Exercise> Your answer is a copy of every line in the records where "crate" appears.

[[ Available records, beginning ]]

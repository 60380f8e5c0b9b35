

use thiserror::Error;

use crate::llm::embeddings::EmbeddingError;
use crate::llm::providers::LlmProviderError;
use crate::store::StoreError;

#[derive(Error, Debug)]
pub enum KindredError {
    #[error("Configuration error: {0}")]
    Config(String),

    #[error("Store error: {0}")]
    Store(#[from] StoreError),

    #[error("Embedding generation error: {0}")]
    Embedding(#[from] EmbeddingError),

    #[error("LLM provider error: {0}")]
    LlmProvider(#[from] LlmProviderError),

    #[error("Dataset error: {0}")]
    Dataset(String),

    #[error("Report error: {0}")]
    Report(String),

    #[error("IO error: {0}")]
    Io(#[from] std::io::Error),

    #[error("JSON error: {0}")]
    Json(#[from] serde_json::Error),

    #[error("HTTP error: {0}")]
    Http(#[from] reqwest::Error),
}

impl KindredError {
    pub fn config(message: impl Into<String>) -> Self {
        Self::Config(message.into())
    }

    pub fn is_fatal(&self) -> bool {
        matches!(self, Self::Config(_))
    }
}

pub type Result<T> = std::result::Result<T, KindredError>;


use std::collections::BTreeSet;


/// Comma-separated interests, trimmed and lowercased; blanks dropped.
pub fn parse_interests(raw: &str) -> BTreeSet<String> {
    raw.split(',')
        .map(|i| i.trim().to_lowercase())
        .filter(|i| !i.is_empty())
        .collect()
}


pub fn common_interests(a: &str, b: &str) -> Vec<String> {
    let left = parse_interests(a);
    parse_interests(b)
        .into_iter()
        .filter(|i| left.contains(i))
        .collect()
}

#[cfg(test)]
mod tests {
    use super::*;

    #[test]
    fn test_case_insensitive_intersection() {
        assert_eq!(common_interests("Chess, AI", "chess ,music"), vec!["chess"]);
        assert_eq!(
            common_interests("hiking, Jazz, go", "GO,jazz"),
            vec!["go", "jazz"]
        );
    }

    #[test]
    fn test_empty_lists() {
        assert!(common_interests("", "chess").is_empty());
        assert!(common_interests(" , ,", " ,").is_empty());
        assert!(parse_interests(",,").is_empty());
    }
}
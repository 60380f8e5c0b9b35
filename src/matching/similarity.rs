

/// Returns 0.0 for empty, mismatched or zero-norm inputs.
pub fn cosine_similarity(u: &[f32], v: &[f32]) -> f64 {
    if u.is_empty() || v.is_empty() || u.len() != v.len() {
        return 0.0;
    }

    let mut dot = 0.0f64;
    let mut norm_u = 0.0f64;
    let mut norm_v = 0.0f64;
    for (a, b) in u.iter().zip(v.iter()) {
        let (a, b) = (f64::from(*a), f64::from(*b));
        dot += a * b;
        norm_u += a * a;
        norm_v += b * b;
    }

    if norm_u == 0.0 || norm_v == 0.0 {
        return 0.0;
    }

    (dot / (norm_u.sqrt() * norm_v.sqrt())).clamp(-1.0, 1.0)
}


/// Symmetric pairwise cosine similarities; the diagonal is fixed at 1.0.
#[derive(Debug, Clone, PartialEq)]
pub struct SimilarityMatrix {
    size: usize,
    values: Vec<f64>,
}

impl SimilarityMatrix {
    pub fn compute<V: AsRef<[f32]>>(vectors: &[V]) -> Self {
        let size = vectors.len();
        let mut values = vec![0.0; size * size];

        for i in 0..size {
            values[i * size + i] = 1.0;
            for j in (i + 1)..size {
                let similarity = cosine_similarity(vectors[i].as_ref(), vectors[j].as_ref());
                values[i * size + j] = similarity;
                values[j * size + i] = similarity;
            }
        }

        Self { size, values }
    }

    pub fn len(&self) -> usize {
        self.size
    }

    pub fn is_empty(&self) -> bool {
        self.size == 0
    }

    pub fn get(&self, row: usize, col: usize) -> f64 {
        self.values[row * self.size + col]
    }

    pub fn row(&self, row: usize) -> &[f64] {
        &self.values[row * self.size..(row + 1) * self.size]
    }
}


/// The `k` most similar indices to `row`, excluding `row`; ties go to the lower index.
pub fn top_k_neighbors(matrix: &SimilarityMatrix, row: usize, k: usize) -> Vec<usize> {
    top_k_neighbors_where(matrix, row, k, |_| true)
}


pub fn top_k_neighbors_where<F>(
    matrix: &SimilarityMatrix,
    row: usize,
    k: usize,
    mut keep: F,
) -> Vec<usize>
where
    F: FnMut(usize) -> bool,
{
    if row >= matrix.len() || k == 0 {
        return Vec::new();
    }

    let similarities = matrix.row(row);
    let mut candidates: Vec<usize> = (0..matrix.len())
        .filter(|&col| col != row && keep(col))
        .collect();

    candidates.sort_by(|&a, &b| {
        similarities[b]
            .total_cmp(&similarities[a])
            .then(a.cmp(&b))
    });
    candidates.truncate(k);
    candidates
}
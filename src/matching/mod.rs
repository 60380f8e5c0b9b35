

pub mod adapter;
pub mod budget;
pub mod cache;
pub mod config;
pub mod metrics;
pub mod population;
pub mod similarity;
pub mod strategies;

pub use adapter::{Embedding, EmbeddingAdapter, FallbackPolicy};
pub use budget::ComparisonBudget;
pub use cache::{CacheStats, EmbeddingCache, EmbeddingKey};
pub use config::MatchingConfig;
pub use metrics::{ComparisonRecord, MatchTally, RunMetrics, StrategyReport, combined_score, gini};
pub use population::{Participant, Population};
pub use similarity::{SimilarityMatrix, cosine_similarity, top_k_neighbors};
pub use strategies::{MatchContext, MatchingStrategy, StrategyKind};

[[ Available records, end ]]

Response to the exercise>
use crate::llm::embeddings::EmbeddingError;
use crate::llm::providers::LlmProviderError;
use crate::store::StoreError;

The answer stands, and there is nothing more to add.